Dataset records:

——

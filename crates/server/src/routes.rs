//! API route handlers

use axum::{extract::State, Json};
use seasonal::{
    annotate, compute_baseline, describe, LiveAnomalyClassifier, LiveClassifier, LiveReading,
    Observation, Season, SeasonalBaseline, TemperatureSummary, UndefinedVariancePolicy, Verdict,
};
use serde::{Deserialize, Serialize};
use serde_json::Value;

use crate::{ApiError, AppState};

#[derive(Debug, Deserialize)]
pub struct CitiesRequest {
    pub observations: Vec<Observation>,
}

#[derive(Debug, Serialize)]
pub struct CitiesResponse {
    pub cities: Vec<String>,
}

pub async fn cities(Json(req): Json<CitiesRequest>) -> Json<CitiesResponse> {
    Json(CitiesResponse {
        cities: dataset::cities(&req.observations),
    })
}

#[derive(Debug, Deserialize)]
pub struct AnalyzeRequest {
    pub observations: Vec<Observation>,
    /// City to analyze; required when the rows span more than one city
    #[serde(default)]
    pub city: Option<String>,
}

#[derive(Serialize)]
struct AnalyzeResponse<'a> {
    summary: TemperatureSummary,
    baseline: &'a SeasonalBaseline,
    rows: Vec<seasonal::AnnotatedObservation<'a>>,
    anomaly_count: usize,
}

pub async fn analyze(Json(req): Json<AnalyzeRequest>) -> Result<Json<Value>, ApiError> {
    let observations = match &req.city {
        Some(city) => {
            let rows = dataset::for_city(&req.observations, city);
            if rows.is_empty() {
                return Err(ApiError::BadRequest(format!(
                    "no observations for city '{}'",
                    city
                )));
            }
            rows
        }
        None => {
            let cities = dataset::cities(&req.observations);
            if cities.len() > 1 {
                return Err(ApiError::BadRequest(format!(
                    "observations span several cities ({}); select one with 'city'",
                    cities.join(", ")
                )));
            }
            req.observations
        }
    };

    let summary = describe(&observations)?;
    let baseline = compute_baseline(&observations);
    let annotated = annotate(&observations, &baseline)?;

    let response = AnalyzeResponse {
        summary,
        baseline: &baseline,
        rows: annotated.iter().collect(),
        anomaly_count: annotated.anomaly_count(),
    };
    tracing::info!(
        rows = response.rows.len(),
        anomalies = response.anomaly_count,
        "analyzed observations"
    );
    Ok(Json(serde_json::to_value(&response)?))
}

#[derive(Debug, Deserialize)]
pub struct ClassifyRequest {
    pub reading: LiveReading,
    pub baseline: SeasonalBaseline,
    /// Report single-sample seasons as indeterminate
    #[serde(default)]
    pub strict: bool,
}

#[derive(Debug, Serialize)]
pub struct ClassifyResponse {
    #[serde(skip_serializing_if = "Option::is_none")]
    pub city: Option<String>,
    pub season: Season,
    pub temperature: f64,
    pub verdict: Verdict,
}

fn classifier(strict: bool) -> LiveAnomalyClassifier {
    if strict {
        LiveAnomalyClassifier::new(UndefinedVariancePolicy::Report)
    } else {
        LiveAnomalyClassifier::new(UndefinedVariancePolicy::FoldToNormal)
    }
}

pub async fn classify(Json(req): Json<ClassifyRequest>) -> Result<Json<ClassifyResponse>, ApiError> {
    let verdict = classifier(req.strict).classify(&req.reading, &req.baseline)?;
    Ok(Json(ClassifyResponse {
        city: None,
        season: req.reading.season,
        temperature: req.reading.temperature,
        verdict,
    }))
}

#[derive(Debug, Deserialize)]
pub struct LiveRequest {
    pub city: String,
    pub season: Season,
    pub baseline: SeasonalBaseline,
    #[serde(default)]
    pub strict: bool,
}

pub async fn live(
    State(state): State<AppState>,
    Json(req): Json<LiveRequest>,
) -> Result<Json<ClassifyResponse>, ApiError> {
    // Unknown seasons are rejected before spending a provider call.
    if !req.baseline.contains(&req.season) {
        return Err(ApiError::from(seasonal::SeasonalError::SeasonNotFound {
            season: req.season,
        }));
    }
    let client = state.weather.as_ref().ok_or(ApiError::WeatherUnavailable)?;
    let current = client.fetch(&req.city).await?;

    let reading = LiveReading::new(current.temperature, req.season);
    let verdict = classifier(req.strict).classify(&reading, &req.baseline)?;
    Ok(Json(ClassifyResponse {
        city: Some(current.city),
        season: reading.season,
        temperature: reading.temperature,
        verdict,
    }))
}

——

Copy every entry exactly, leaving nothing out.

> **Output**
filename crates/server/src/routes.rs
//! API route handlers

use axum::{extract::State, Json};
use seasonal::{
    annotate, compute_baseline, describe, LiveAnomalyClassifier, LiveClassifier, LiveReading,
    Observation, Season, SeasonalBaseline, TemperatureSummary, UndefinedVariancePolicy, Verdict,
};
use serde::{Deserialize, Serialize};
use serde_json::Value;

use crate::{ApiError, AppState};

#[derive(Debug, Deserialize)]
pub struct CitiesRequest {
    pub observations: Vec<Observation>,
}

#[derive(Debug, Serialize)]
pub struct CitiesResponse {
    pub cities: Vec<String>,
}

pub async fn cities(Json(req): Json<CitiesRequest>) -> Json<CitiesResponse> {
    Json(CitiesResponse {
        cities: dataset::cities(&req.observations),
    })
}

#[derive(Debug, Deserialize)]
pub struct AnalyzeRequest {
    pub observations: Vec<Observation>,
    /// City to analyze; required when the rows span more than one city
    #[serde(default)]
    pub city: Option<String>,
}

#[derive(Serialize)]
struct AnalyzeResponse<'a> {
    summary: TemperatureSummary,
    baseline: &'a SeasonalBaseline,
    rows: Vec<seasonal::AnnotatedObservation<'a>>,
    anomaly_count: usize,
}

pub async fn analyze(Json(req): Json<AnalyzeRequest>) -> Result<Json<Value>, ApiError> {
    let observations = match &req.city {
        Some(city) => {
            let rows = dataset::for_city(&req.observations, city);
            if rows.is_empty() {
                return Err(ApiError::BadRequest(format!(
                    "no observations for city '{}'",
                    city
                )));
            }
            rows
        }
        None => {
            let cities = dataset::cities(&req.observations);
            if cities.len() > 1 {
                return Err(ApiError::BadRequest(format!(
                    "observations span several cities ({}); select one with 'city'",
                    cities.join(", ")
                )));
            }
            req.observations
        }
    };

    let summary = describe(&observations)?;
    let baseline = compute_baseline(&observations);
    let annotated = annotate(&observations, &baseline)?;

    let response = AnalyzeResponse {
        summary,
        baseline: &baseline,
        rows: annotated.iter().collect(),
        anomaly_count: annotated.anomaly_count(),
    };
    tracing::info!(
        rows = response.rows.len(),
        anomalies = response.anomaly_count,
        "analyzed observations"
    );
    Ok(Json(serde_json::to_value(&response)?))
}

#[derive(Debug, Deserialize)]
pub struct ClassifyRequest {
    pub reading: LiveReading,
    pub baseline: SeasonalBaseline,
    /// Report single-sample seasons as indeterminate
    #[serde(default)]
    pub strict: bool,
}

#[derive(Debug, Serialize)]
pub struct ClassifyResponse {
    #[serde(skip_serializing_if = "Option::is_none")]
    pub city: Option<String>,
    pub season: Season,
    pub temperature: f64,
    pub verdict: Verdict,
}

fn classifier(strict: bool) -> LiveAnomalyClassifier {
    if strict {
        LiveAnomalyClassifier::new(UndefinedVariancePolicy::Report)
    } else {
        LiveAnomalyClassifier::new(UndefinedVariancePolicy::FoldToNormal)
    }
}

pub async fn classify(Json(req): Json<ClassifyRequest>) -> Result<Json<ClassifyResponse>, ApiError> {
    let verdict = classifier(req.strict).classify(&req.reading, &req.baseline)?;
    Ok(Json(ClassifyResponse {
        city: None,
        season: req.reading.season,
        temperature: req.reading.temperature,
        verdict,
    }))
}

#[derive(Debug, Deserialize)]
pub struct LiveRequest {
    pub city: String,
    pub season: Season,
    pub baseline: SeasonalBaseline,
    #[serde(default)]
    pub strict: bool,
}

pub async fn live(
    State(state): State<AppState>,
    Json(req): Json<LiveRequest>,
) -> Result<Json<ClassifyResponse>, ApiError> {
    // Unknown seasons are rejected before spending a provider call.
    if !req.baseline.contains(&req.season) {
        return Err(ApiError::from(seasonal::SeasonalError::SeasonNotFound {
            season: req.season,
        }));
    }
    let client = state.weather.as_ref().ok_or(ApiError::WeatherUnavailable)?;
    let current = client.fetch(&req.city).await?;

    let reading = LiveReading::new(current.temperature, req.season);
    let verdict = classifier(req.strict).classify(&reading, &req.baseline)?;
    Ok(Json(ClassifyResponse {
        city: Some(current.city),
        season: reading.season,
        temperature: reading.temperature,
        verdict,
    }))
}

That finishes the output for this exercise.